C’è un autentico tesoro che aspetta solo di essere sfruttato molto più di quanto non avvenga oggi: il mare o, per meglio dire, gli scarti che derivano da ciò che si pesca, ma anche le microalghe che vi crescono e quelle che infestano le spiagge e che, oggi, vengono semplicemente tolte e buttate via. Al contrario, nei 32 milioni di tonnellate di materia organica che ogni anno finiscono negli inceneritori e nelle discariche, con costi economici e ambientali non certo trascurabili, si potrebbero ricavare numerosi composti ottimi per la farmaceutica e la cosmetica ma, soprattutto, per farine e idrolisati proteici e per oli di pesce.
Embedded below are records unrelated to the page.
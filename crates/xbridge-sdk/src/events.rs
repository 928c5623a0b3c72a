//! Event subscription surface.
//!
//! User code observes transfer progress through handler registrations on
//! the indexer event bus: `attach` for persistent callbacks, `attach_once`
//! for one-shot callbacks, `wait_for` as the awaitable coordination
//! primitive the relayed-fulfill path uses, and `detach` to unregister.
//! Events delivered before a registration existed are never replayed.

use std::collections::HashMap;
use std::future::Future;
use std::sync::{Arc, Mutex, PoisonError};
use std::time::Duration;
use thiserror::Error;
use tokio::sync::broadcast;
use tokio::time::{timeout_at, Instant};
use xbridge_subgraph::EventBus;
use xbridge_types::{SubgraphEvent, SubgraphEventKind};

/// Error from [`EventMux::wait_for`].
#[derive(Debug, Error)]
pub enum WaitError {
	#[error("timed out waiting for event")]
	Timeout,
}

/// Predicate narrowing a registration to matching events.
pub type EventFilter = Box<dyn Fn(&SubgraphEvent) -> bool + Send + Sync>;

/// Callback invoked with each matching event. Shared so dispatch can run
/// callbacks outside the registration lock, letting a callback attach or
/// detach handlers itself.
pub type EventCallback = Arc<dyn Fn(SubgraphEvent) + Send + Sync>;

struct Handler {
	once: bool,
	expires_at: Option<Instant>,
	filter: Option<EventFilter>,
	callback: EventCallback,
}

type HandlerMap = HashMap<SubgraphEventKind, Vec<Handler>>;

/// Multiplexes indexer events onto scoped handler registrations.
pub struct EventMux {
	bus: EventBus,
	handlers: Arc<Mutex<HandlerMap>>,
}

impl EventMux {
	/// Creates the mux and starts its dispatch task. Must be called from
	/// within a tokio runtime.
	pub fn new(bus: EventBus) -> Self {
		let handlers: Arc<Mutex<HandlerMap>> = Arc::new(Mutex::new(HashMap::new()));

		let mut rx = bus.subscribe();
		let dispatch_handlers = handlers.clone();
		tokio::spawn(async move {
			loop {
				match rx.recv().await {
					Ok(event) => dispatch(&dispatch_handlers, event),
					Err(broadcast::error::RecvError::Lagged(missed)) => {
						tracing::warn!(missed, "event dispatcher lagged");
					},
					Err(broadcast::error::RecvError::Closed) => break,
				}
			}
		});

		Self { bus, handlers }
	}

	/// Registers a persistent callback for an event kind.
	pub fn attach<F>(&self, kind: SubgraphEventKind, callback: F)
	where
		F: Fn(SubgraphEvent) + Send + Sync + 'static,
	{
		self.register(kind, false, None, None, Arc::new(callback));
	}

	/// Registers a persistent callback that only sees matching events.
	pub fn attach_filtered<F>(&self, kind: SubgraphEventKind, filter: EventFilter, callback: F)
	where
		F: Fn(SubgraphEvent) + Send + Sync + 'static,
	{
		self.register(kind, false, None, Some(filter), Arc::new(callback));
	}

	/// Registers a callback removed after its first delivery. An expired
	/// registration that never fired is dropped silently.
	pub fn attach_once<F>(
		&self,
		kind: SubgraphEventKind,
		filter: Option<EventFilter>,
		timeout: Option<Duration>,
		callback: F,
	) where
		F: Fn(SubgraphEvent) + Send + Sync + 'static,
	{
		let expires_at = timeout.map(|t| Instant::now() + t);
		self.register(kind, true, expires_at, filter, Arc::new(callback));
	}

	/// Resolves to the first matching event registered from now on, or
	/// times out. The subscription is live before this returns, so an
	/// event published immediately after the call cannot be missed.
	pub fn wait_for(
		&self,
		kind: SubgraphEventKind,
		timeout: Duration,
		filter: Option<EventFilter>,
	) -> impl Future<Output = Result<SubgraphEvent, WaitError>> + Send {
		let mut rx = self.bus.subscribe();
		async move {
			let deadline = Instant::now() + timeout;
			loop {
				match timeout_at(deadline, rx.recv()).await {
					Err(_) => return Err(WaitError::Timeout),
					Ok(Err(broadcast::error::RecvError::Lagged(_))) => continue,
					Ok(Err(broadcast::error::RecvError::Closed)) => {
						return Err(WaitError::Timeout)
					},
					Ok(Ok(event)) => {
						if event.kind() == kind
							&& filter.as_ref().map_or(true, |f| f(&event))
						{
							return Ok(event);
						}
					},
				}
			}
		}
	}

	/// Removes registrations for one event kind, or every registration
	/// when `kind` is `None`. Idempotent.
	pub fn detach(&self, kind: Option<SubgraphEventKind>) {
		let mut handlers = self.handlers.lock().unwrap_or_else(PoisonError::into_inner);
		match kind {
			Some(kind) => {
				handlers.remove(&kind);
			},
			None => handlers.clear(),
		}
	}

	fn register(
		&self,
		kind: SubgraphEventKind,
		once: bool,
		expires_at: Option<Instant>,
		filter: Option<EventFilter>,
		callback: EventCallback,
	) {
		self.handlers
			.lock()
			.unwrap_or_else(PoisonError::into_inner)
			.entry(kind)
			.or_default()
			.push(Handler {
				once,
				expires_at,
				filter,
				callback,
			});
	}
}

fn dispatch(handlers: &Arc<Mutex<HandlerMap>>, event: SubgraphEvent) {
	// Callbacks run after the lock is released so they may attach or
	// detach handlers themselves.
	let mut to_run: Vec<EventCallback> = Vec::new();
	{
		let mut handlers = handlers.lock().unwrap_or_else(PoisonError::into_inner);
		let Some(list) = handlers.get_mut(&event.kind()) else {
			return;
		};
		let now = Instant::now();
		list.retain(|handler| {
			if handler.expires_at.is_some_and(|at| at <= now) {
				return false;
			}
			if handler.filter.as_ref().map_or(true, |f| f(&event)) {
				to_run.push(handler.callback.clone());
				!handler.once
			} else {
				true
			}
		});
	}
	for callback in to_run {
		callback(event.clone());
	}
}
Oltre ad avere un elevato profilo nutrizionale, questi ultimi permetterebbero di ridurre la necessità di allevamenti intensivi per rispondere alla domanda crescente di proteine, e di alimentare un nuovo mercato (e, con esso, creare nuovi posti di lavoro).

A mettere in evidenza quanto sia irrazionale (oltreché poco etico) buttare via gli scarti delle lavorazioni e le alghe è una esauriente review pubblicata su Marine Drugs dai ricercatori del Flinders Centre for Marine Bioproducts Development di Adelaide, in Australia, che sono partiti da un numero: solo per quanto riguarda i composti proteici, si sprecano sostanze che nel 2015 valevano 174,7 miliardi di dollari all’anno e che, si stima, nel 2021 ne varranno 266, 6 (sempre in miliardi di dollari).

gamberi
Tra gli scarti si arriva, per parti quali le corazze dei crostacei, anche all’80% del peso

Per spiegare meglio, gli autori hanno stilato una lista abbastanza impressionante della percentuale delle parti di pesce, crostacei, molluschi scartate: si arriva, per parti quali le corazze dei crostacei, anche all’80% del peso, anche se la media è attorno al 10% (ma per i visceri sale).
Se poi si confrontano questi numeri con la quantità di sostanze presenti nei diversi tipi di esseri viventi marini, per esempio di proteine, che in alcuni casi arriva al 40%, si capisce che è indispensabile correggere la rotta. L’umanità ha molto bisogno di proteine, e non si può più permettere il lusso di non sfruttare adeguatamente una fonte così ricca e preziosa, nell’ottica della circolarità e, ovviamente, usando tecnologie sostenibili.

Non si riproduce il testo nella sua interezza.